● **What is required**: Across the data below, how many lines hold "ChatRequest"? Answer with that number and nothing else.

● **Data for review**:
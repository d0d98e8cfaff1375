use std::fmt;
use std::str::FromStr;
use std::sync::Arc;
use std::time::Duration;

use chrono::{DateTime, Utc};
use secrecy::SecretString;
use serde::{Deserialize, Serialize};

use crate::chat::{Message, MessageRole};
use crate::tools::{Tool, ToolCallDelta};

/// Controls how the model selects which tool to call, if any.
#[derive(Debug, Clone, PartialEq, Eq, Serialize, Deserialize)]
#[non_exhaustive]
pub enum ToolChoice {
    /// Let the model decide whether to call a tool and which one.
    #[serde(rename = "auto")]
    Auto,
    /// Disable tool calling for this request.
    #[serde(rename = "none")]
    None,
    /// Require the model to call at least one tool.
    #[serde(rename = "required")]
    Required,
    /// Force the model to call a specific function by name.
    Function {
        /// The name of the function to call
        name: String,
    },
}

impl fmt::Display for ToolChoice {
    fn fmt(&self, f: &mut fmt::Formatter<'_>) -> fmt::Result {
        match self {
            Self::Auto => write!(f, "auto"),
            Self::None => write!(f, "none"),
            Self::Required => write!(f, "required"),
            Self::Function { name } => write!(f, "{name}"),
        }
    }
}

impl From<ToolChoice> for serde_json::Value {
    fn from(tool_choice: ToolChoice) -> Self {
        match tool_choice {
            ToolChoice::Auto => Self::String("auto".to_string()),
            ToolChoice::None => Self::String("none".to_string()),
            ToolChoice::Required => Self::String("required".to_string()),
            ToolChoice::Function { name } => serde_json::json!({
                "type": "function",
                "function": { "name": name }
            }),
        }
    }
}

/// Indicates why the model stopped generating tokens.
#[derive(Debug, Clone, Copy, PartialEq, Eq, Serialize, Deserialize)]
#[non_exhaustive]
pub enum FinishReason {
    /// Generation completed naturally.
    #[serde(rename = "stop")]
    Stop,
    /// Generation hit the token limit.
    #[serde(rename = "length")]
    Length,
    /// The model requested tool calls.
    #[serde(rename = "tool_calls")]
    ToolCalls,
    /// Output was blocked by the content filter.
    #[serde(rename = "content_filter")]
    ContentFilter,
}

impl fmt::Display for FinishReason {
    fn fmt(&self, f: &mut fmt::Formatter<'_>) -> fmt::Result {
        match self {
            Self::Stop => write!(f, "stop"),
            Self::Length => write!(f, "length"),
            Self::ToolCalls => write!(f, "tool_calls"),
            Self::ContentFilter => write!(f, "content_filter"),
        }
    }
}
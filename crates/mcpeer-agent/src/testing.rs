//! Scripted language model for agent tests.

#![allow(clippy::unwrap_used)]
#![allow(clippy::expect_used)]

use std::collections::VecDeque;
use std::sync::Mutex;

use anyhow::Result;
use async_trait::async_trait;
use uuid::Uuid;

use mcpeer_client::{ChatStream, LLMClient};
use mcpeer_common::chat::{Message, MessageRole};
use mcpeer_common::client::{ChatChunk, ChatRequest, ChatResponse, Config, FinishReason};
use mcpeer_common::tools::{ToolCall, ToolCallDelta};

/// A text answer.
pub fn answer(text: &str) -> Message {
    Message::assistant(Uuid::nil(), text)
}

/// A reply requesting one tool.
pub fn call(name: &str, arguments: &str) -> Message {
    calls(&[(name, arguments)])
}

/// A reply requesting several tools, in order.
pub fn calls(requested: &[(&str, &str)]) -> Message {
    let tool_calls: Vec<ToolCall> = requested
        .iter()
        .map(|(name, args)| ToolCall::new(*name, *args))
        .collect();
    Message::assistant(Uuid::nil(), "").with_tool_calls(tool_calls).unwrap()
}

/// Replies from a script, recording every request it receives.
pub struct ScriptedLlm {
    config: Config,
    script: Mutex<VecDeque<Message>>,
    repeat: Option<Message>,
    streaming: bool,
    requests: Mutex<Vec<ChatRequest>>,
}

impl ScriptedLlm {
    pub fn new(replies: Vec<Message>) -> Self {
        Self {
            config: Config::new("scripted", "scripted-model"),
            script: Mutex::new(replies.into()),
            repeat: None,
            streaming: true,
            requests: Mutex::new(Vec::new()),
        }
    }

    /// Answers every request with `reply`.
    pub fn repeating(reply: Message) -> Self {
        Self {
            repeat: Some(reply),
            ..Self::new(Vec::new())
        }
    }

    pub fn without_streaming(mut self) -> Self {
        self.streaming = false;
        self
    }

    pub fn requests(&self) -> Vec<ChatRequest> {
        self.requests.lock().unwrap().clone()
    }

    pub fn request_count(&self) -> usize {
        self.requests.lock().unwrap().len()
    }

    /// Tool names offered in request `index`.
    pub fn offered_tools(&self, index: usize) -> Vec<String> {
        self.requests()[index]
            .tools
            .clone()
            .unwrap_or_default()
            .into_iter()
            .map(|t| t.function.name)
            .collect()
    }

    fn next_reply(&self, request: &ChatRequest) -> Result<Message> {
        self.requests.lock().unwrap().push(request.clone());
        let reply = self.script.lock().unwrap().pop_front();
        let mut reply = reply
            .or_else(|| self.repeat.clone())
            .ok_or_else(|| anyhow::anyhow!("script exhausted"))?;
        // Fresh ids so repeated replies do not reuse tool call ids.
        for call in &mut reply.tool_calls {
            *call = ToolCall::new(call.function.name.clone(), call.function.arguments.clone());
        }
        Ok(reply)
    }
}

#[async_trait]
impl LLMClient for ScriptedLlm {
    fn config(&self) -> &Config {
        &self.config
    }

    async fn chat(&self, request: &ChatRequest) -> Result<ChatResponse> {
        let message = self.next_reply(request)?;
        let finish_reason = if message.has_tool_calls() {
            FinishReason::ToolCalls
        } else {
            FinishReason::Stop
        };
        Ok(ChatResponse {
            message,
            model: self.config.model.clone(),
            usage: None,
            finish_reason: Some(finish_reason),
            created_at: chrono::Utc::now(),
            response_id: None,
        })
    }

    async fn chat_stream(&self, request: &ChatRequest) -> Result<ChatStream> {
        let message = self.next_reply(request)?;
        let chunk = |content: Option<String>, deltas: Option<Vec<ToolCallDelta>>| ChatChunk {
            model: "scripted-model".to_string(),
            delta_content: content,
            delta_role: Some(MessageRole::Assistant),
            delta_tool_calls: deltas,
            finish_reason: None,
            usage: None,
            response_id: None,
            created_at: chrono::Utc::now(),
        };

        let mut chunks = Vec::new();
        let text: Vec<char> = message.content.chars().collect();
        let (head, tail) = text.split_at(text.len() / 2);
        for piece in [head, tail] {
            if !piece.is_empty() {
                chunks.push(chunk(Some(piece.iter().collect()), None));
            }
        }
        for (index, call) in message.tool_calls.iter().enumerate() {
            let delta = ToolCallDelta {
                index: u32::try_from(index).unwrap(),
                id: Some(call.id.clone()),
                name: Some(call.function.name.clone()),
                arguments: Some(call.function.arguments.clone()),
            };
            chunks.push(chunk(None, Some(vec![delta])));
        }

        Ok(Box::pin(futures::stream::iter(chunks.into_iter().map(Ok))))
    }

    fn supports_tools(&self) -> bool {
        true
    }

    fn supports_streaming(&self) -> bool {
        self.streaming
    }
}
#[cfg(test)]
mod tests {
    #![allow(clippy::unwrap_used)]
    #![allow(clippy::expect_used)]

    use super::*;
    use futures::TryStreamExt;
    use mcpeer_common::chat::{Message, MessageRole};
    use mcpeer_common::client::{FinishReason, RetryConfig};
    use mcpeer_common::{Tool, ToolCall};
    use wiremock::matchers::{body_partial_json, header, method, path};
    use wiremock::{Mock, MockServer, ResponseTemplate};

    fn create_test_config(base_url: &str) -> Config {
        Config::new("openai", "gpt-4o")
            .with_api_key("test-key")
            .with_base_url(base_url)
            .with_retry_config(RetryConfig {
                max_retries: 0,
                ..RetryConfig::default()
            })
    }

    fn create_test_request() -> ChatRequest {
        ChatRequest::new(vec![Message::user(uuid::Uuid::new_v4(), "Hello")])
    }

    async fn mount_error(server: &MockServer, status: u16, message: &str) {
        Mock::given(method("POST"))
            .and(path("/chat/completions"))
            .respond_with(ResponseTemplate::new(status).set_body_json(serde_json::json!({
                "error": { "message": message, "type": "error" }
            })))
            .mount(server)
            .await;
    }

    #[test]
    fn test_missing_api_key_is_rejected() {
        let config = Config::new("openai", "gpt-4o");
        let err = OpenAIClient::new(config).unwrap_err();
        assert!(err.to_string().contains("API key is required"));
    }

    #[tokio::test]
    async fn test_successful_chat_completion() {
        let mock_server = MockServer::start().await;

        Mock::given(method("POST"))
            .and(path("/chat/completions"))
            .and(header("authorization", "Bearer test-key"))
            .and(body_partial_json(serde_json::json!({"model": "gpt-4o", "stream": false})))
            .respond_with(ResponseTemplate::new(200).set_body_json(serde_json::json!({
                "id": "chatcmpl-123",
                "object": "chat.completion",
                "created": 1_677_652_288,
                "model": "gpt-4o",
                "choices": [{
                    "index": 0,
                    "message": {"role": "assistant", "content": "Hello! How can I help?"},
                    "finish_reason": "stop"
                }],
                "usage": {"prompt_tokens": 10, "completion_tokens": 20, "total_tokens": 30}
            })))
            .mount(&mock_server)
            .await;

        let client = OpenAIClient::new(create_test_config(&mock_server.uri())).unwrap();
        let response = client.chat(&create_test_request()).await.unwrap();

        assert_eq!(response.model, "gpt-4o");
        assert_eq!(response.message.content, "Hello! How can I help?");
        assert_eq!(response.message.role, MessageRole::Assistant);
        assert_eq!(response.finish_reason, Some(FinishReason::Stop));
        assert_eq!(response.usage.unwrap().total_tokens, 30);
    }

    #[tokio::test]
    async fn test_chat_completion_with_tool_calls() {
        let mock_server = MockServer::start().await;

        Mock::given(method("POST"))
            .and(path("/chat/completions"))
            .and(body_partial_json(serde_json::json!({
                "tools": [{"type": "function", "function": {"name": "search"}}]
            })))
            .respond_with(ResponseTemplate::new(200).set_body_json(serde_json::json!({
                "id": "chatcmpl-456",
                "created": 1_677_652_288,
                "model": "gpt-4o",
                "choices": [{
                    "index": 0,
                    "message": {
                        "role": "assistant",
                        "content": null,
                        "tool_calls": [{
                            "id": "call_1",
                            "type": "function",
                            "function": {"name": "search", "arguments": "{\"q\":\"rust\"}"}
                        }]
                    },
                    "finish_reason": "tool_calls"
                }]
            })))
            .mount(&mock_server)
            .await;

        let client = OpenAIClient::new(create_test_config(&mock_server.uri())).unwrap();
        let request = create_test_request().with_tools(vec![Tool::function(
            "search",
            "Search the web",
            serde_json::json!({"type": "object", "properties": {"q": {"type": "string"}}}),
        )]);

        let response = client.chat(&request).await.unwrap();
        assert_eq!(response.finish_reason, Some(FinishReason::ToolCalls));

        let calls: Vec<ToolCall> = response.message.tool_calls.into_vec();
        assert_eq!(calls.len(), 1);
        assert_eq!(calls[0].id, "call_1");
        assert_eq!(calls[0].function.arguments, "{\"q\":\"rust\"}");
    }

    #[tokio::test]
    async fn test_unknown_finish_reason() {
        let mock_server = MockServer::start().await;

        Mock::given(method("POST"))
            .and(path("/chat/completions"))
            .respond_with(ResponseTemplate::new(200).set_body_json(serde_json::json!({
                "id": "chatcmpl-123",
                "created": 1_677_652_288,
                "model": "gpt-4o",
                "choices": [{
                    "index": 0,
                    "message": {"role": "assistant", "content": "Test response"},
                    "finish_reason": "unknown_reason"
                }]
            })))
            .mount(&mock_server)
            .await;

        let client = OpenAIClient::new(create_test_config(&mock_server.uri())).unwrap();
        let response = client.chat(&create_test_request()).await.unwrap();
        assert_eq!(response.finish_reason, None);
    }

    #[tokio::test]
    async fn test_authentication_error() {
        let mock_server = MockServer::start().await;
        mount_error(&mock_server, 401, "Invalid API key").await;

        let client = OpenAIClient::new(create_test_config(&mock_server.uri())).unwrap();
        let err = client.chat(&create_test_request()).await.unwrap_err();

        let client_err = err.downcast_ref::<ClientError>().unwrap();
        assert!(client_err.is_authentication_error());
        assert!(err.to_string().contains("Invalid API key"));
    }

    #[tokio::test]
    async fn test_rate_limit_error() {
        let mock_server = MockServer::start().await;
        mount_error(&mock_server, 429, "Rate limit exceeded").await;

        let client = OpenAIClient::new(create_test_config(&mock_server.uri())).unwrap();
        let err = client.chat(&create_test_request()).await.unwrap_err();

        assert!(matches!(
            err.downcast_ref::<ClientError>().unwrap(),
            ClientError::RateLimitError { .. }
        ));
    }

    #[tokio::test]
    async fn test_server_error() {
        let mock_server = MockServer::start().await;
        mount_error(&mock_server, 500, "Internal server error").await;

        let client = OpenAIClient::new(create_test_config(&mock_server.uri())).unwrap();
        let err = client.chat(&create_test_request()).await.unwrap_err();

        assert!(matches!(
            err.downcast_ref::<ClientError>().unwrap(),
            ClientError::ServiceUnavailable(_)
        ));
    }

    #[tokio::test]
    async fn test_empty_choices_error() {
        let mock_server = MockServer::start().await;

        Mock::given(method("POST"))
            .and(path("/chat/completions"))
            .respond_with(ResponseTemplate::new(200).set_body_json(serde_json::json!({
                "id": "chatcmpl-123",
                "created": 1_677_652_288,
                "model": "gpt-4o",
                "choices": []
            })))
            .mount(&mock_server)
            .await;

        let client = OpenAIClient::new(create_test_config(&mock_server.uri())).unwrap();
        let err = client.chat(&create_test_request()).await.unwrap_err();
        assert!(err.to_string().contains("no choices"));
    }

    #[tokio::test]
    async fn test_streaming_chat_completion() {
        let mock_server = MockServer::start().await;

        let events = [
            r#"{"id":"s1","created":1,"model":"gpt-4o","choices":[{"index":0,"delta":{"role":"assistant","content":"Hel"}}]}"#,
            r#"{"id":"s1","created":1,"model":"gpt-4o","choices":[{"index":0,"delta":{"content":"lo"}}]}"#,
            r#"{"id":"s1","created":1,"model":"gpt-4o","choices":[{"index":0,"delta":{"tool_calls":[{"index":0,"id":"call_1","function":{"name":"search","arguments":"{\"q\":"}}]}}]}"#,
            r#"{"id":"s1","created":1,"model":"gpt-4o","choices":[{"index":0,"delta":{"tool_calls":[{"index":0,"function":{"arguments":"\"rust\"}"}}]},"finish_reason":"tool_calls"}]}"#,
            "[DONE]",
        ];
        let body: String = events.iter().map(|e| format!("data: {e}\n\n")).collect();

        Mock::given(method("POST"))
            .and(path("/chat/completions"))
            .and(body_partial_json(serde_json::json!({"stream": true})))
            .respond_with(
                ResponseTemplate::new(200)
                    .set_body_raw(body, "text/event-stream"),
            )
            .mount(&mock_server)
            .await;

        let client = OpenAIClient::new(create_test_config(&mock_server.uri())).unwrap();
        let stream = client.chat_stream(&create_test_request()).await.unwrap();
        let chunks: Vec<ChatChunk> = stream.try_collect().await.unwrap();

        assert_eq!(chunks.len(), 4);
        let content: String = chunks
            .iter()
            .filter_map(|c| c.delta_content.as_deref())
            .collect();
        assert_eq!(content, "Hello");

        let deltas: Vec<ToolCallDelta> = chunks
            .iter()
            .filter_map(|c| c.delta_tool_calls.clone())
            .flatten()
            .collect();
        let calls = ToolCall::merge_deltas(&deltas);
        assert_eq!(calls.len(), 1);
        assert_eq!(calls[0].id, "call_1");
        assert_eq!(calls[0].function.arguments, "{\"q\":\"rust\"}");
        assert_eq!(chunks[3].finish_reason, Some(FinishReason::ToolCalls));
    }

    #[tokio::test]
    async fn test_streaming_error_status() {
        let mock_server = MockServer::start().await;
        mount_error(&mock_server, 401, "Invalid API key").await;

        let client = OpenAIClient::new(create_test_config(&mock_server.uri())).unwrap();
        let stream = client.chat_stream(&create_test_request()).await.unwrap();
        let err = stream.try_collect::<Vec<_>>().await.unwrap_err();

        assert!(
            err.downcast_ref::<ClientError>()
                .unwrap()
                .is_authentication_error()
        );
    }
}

● **Task answer**: 8